#### Entries shown
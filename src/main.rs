#![cfg_attr(not(target_arch = "wasm32"), allow(dead_code))]

mod config;
mod content;
mod error;
mod i18n;
mod log;
mod menu;
mod modal;
mod reveal;
mod scroll;
mod theme;
mod timeline;

#[cfg(target_arch = "wasm32")]
mod frontend;

#[cfg(not(target_arch = "wasm32"))]
fn main() {
    eprintln!("This project renders in the browser. Run `trunk serve` or `trunk build --release`.");
}

#[cfg(target_arch = "wasm32")]
fn main() {
    frontend::run();
}
use thiserror::Error;

#[derive(Debug, Error, PartialEq, Eq)]
pub enum StorageError {
    #[error("preference storage is unavailable")]
    Unavailable,
    #[error("preference storage rejected write for `{key}`")]
    WriteRejected { key: String },
}

#[derive(Debug, Error)]
pub enum LocaleError {
    #[error("locale catalog `{language}` is not valid JSON: {source}")]
    InvalidJson {
        language: &'static str,
        #[source]
        source: serde_json::Error,
    },
    #[error("locale catalog `{language}` must be a JSON object at the root")]
    NotAnObject { language: &'static str },
}
#[function_component(TimelineCard)]
fn timeline_card(props: &TimelineCardProps) -> Html {
    let localizer = use_localizer();
    let card = props.card;
    let entry = card.entry;
    let year = entry.year.to_string();
    let title = localizer.text_with(&entry_key(entry.key, "title"), &[("year", year.as_str())]);
    let description = localizer.text(&entry_key(entry.key, "description"));
    let items = match localizer.resolve(&entry_key(entry.key, "items"), ResolveOptions { as_list: true }) {
        Resolved::List(items) => items,
        Resolved::Text(_) => Vec::new(),
    };

    let on_click = {
        let on_view_details = props.on_view_details.clone();
        Callback::from(move |_: MouseEvent| on_view_details.emit(entry))
    };

    html! {
        <div class={classes!(card.side.row_class(), props.revealed.then_some("is-revealed"))}>
            <div class="card-column">
                <article class={classes!("card", card.side.enter_class())}>
                    <h3 class="card-title">{title.clone()}</h3>
                    <p class="card-description">{description}</p>
                    <ul class="card-items">
                        { for items.into_iter().map(|item| html! {
                            <li>
                                <span class="check" aria-hidden="true">{"✓"}</span>
                                <span>{item}</span>
                            </li>
                        }) }
                    </ul>
                    if !entry.is_placeholder() {
                        <button class="details-button" type="button" onclick={on_click}>
                            {localizer.text("timeline.viewDetails")}
                            <span class="details-arrow" aria-hidden="true">{"→"}</span>
                        </button>
                    }
                </article>
            </div>
            <div class="card-column">
                if let Some(image) = entry.image {
                    <figure class="card-media">
                        <img src={image} alt={title.clone()} loading="lazy" />
                    </figure>
                }
            </div>
        </div>
    }
}

#[derive(Properties, PartialEq)]
struct YearSectionViewProps {
    section: YearSection,
    on_view_details: Callback<TimelineEntry>,
}

#[function_component(YearSectionView)]
fn year_section_view(props: &YearSectionViewProps) -> Html {
    let node = use_node_ref();
    let reveal = use_reveal(node.clone(), props.section.anchor_id());

    html! {
        <section id={props.section.anchor_id()} class={classes!("year-section", reveal.class())} ref={node}>
            <div class="year-marker">
                <span>{props.section.year.to_string()}</span>
            </div>
            <div class="year-cards">
                { for props.section.cards.iter().map(|card| html! {
                    <TimelineCard
                        key={card.index}
                        card={*card}
                        revealed={reveal.is_revealed()}
                        on_view_details={props.on_view_details.clone()}
                    />
                }) }
            </div>
        </section>
    }
}

#[derive(Properties, PartialEq)]
struct ProjectModalProps {
    entry: Option<TimelineEntry>,
    on_close: Callback<()>,
}

#[function_component(ProjectModal)]
fn project_modal(props: &ProjectModalProps) -> Html {
    let localizer = use_localizer();
    let is_open = props.entry.is_some();

    use_effect_with(is_open, |is_open| {
        let scroll_lock = is_open.then(|| ScrollLockGuard::acquire(BodyScrollLock));
        move || drop(scroll_lock)
    });

    {
        let on_close = props.on_close.clone();
        use_document_listener(is_open, "keydown", move |event: &Event| {
            if event
                .dyn_ref::<KeyboardEvent>()
                .is_some_and(|event| event.key() == "Escape")
            {
                on_close.emit(());
            }
        });
    }

    let Some(entry) = props.entry else {
        return Html::default();
    };
    let details = ProjectDetails::resolve(&entry, &localizer);

    let on_close = {
        let on_close = props.on_close.clone();
        Callback::from(move |_: MouseEvent| on_close.emit(()))
    };

    html! {
        <div class="modal-layer" role="dialog" aria-modal="true" aria-labelledby="modal-title">
            <div class="modal-backdrop" onclick={on_close.clone()}></div>
            <div class="modal-panel">
                <div class="modal-media">
                    if let Some(image) = details.image {
                        <img src={image} alt={details.title.clone()} />
                    }
                    <button
                        class="modal-close"
                        type="button"
                        aria-label={localizer.text("timeline.close")}
                        onclick={on_close}
                    >
                        {"✕"}
                    </button>
                </div>
                <div class="modal-body">
                    <h2 id="modal-title" class="modal-title">{details.title.clone()}</h2>
                    <p class="modal-details">{details.details.clone()}</p>
                    <h3 class="modal-features-heading">{localizer.text("timeline.keyFeatures")}</h3>
                    <div class="modal-features">
                        { for details.features.iter().map(|feature| html! {
                            <div class="modal-feature">{feature.clone()}</div>
                        }) }
                    </div>
                    <div class="modal-links">
                        { for details.links.iter().map(|link| html! {
                            <a
                                class="modal-link"
                                href={link.url.clone()}
                                target="_blank"
                                rel="noopener noreferrer"
                            >
                                <span class="link-icon" aria-hidden="true">{LinkIcon::for_label(&link.label).glyph()}</span>
                                {link.label.clone()}
                            </a>
                        }) }
                    </div>
                </div>
            </div>
        </div>
    }
}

#### Exercise
Copy every record again, keeping each word unchanged.

#### Exercise solution
filename src/main.rs
#![cfg_attr(not(target_arch = "wasm32"), allow(dead_code))]

mod config;
mod content;
mod error;
mod i18n;
mod log;
mod menu;
mod modal;
mod reveal;
mod scroll;
mod theme;
mod timeline;

#[cfg(target_arch = "wasm32")]
mod frontend;

#[cfg(not(target_arch = "wasm32"))]
fn main() {
    eprintln!("This project renders in the browser. Run `trunk serve` or `trunk build --release`.");
}

#[cfg(target_arch = "wasm32")]
fn main() {
    frontend::run();
}
use thiserror::Error;

#[derive(Debug, Error, PartialEq, Eq)]
pub enum StorageError {
    #[error("preference storage is unavailable")]
    Unavailable,
    #[error("preference storage rejected write for `{key}`")]
    WriteRejected { key: String },
}

#[derive(Debug, Error)]
pub enum LocaleError {
    #[error("locale catalog `{language}` is not valid JSON: {source}")]
    InvalidJson {
        language: &'static str,
        #[source]
        source: serde_json::Error,
    },
    #[error("locale catalog `{language}` must be a JSON object at the root")]
    NotAnObject { language: &'static str },
}
#[function_component(TimelineCard)]
fn timeline_card(props: &TimelineCardProps) -> Html {
    let localizer = use_localizer();
    let card = props.card;
    let entry = card.entry;
    let year = entry.year.to_string();
    let title = localizer.text_with(&entry_key(entry.key, "title"), &[("year", year.as_str())]);
    let description = localizer.text(&entry_key(entry.key, "description"));
    let items = match localizer.resolve(&entry_key(entry.key, "items"), ResolveOptions { as_list: true }) {
        Resolved::List(items) => items,
        Resolved::Text(_) => Vec::new(),
    };

    let on_click = {
        let on_view_details = props.on_view_details.clone();
        Callback::from(move |_: MouseEvent| on_view_details.emit(entry))
    };

    html! {
        <div class={classes!(card.side.row_class(), props.revealed.then_some("is-revealed"))}>
            <div class="card-column">
                <article class={classes!("card", card.side.enter_class())}>
                    <h3 class="card-title">{title.clone()}</h3>
                    <p class="card-description">{description}</p>
                    <ul class="card-items">
                        { for items.into_iter().map(|item| html! {
                            <li>
                                <span class="check" aria-hidden="true">{"✓"}</span>
                                <span>{item}</span>
                            </li>
                        }) }
                    </ul>
                    if !entry.is_placeholder() {
                        <button class="details-button" type="button" onclick={on_click}>
                            {localizer.text("timeline.viewDetails")}
                            <span class="details-arrow" aria-hidden="true">{"→"}</span>
                        </button>
                    }
                </article>
            </div>
            <div class="card-column">
                if let Some(image) = entry.image {
                    <figure class="card-media">
                        <img src={image} alt={title.clone()} loading="lazy" />
                    </figure>
                }
            </div>
        </div>
    }
}

#[derive(Properties, PartialEq)]
struct YearSectionViewProps {
    section: YearSection,
    on_view_details: Callback<TimelineEntry>,
}

#[function_component(YearSectionView)]
fn year_section_view(props: &YearSectionViewProps) -> Html {
    let node = use_node_ref();
    let reveal = use_reveal(node.clone(), props.section.anchor_id());

    html! {
        <section id={props.section.anchor_id()} class={classes!("year-section", reveal.class())} ref={node}>
            <div class="year-marker">
                <span>{props.section.year.to_string()}</span>
            </div>
            <div class="year-cards">
                { for props.section.cards.iter().map(|card| html! {
                    <TimelineCard
                        key={card.index}
                        card={*card}
                        revealed={reveal.is_revealed()}
                        on_view_details={props.on_view_details.clone()}
                    />
                }) }
            </div>
        </section>
    }
}

#[derive(Properties, PartialEq)]
struct ProjectModalProps {
    entry: Option<TimelineEntry>,
    on_close: Callback<()>,
}

#[function_component(ProjectModal)]
fn project_modal(props: &ProjectModalProps) -> Html {
    let localizer = use_localizer();
    let is_open = props.entry.is_some();

    use_effect_with(is_open, |is_open| {
        let scroll_lock = is_open.then(|| ScrollLockGuard::acquire(BodyScrollLock));
        move || drop(scroll_lock)
    });

    {
        let on_close = props.on_close.clone();
        use_document_listener(is_open, "keydown", move |event: &Event| {
            if event
                .dyn_ref::<KeyboardEvent>()
                .is_some_and(|event| event.key() == "Escape")
            {
                on_close.emit(());
            }
        });
    }

    let Some(entry) = props.entry else {
        return Html::default();
    };
    let details = ProjectDetails::resolve(&entry, &localizer);

    let on_close = {
        let on_close = props.on_close.clone();
        Callback::from(move |_: MouseEvent| on_close.emit(()))
    };

    html! {
        <div class="modal-layer" role="dialog" aria-modal="true" aria-labelledby="modal-title">
            <div class="modal-backdrop" onclick={on_close.clone()}></div>
            <div class="modal-panel">
                <div class="modal-media">
                    if let Some(image) = details.image {
                        <img src={image} alt={details.title.clone()} />
                    }
                    <button
                        class="modal-close"
                        type="button"
                        aria-label={localizer.text("timeline.close")}
                        onclick={on_close}
                    >
                        {"✕"}
                    </button>
                </div>
                <div class="modal-body">
                    <h2 id="modal-title" class="modal-title">{details.title.clone()}</h2>
                    <p class="modal-details">{details.details.clone()}</p>
                    <h3 class="modal-features-heading">{localizer.text("timeline.keyFeatures")}</h3>
                    <div class="modal-features">
                        { for details.features.iter().map(|feature| html! {
                            <div class="modal-feature">{feature.clone()}</div>
                        }) }
                    </div>
                    <div class="modal-links">
                        { for details.links.iter().map(|link| html! {
                            <a
                                class="modal-link"
                                href={link.url.clone()}
                                target="_blank"
                                rel="noopener noreferrer"
                            >
                                <span class="link-icon" aria-hidden="true">{LinkIcon::for_label(&link.label).glyph()}</span>
                                {link.label.clone()}
                            </a>
                        }) }
                    </div>
                </div>
            </div>
        </div>
    }
}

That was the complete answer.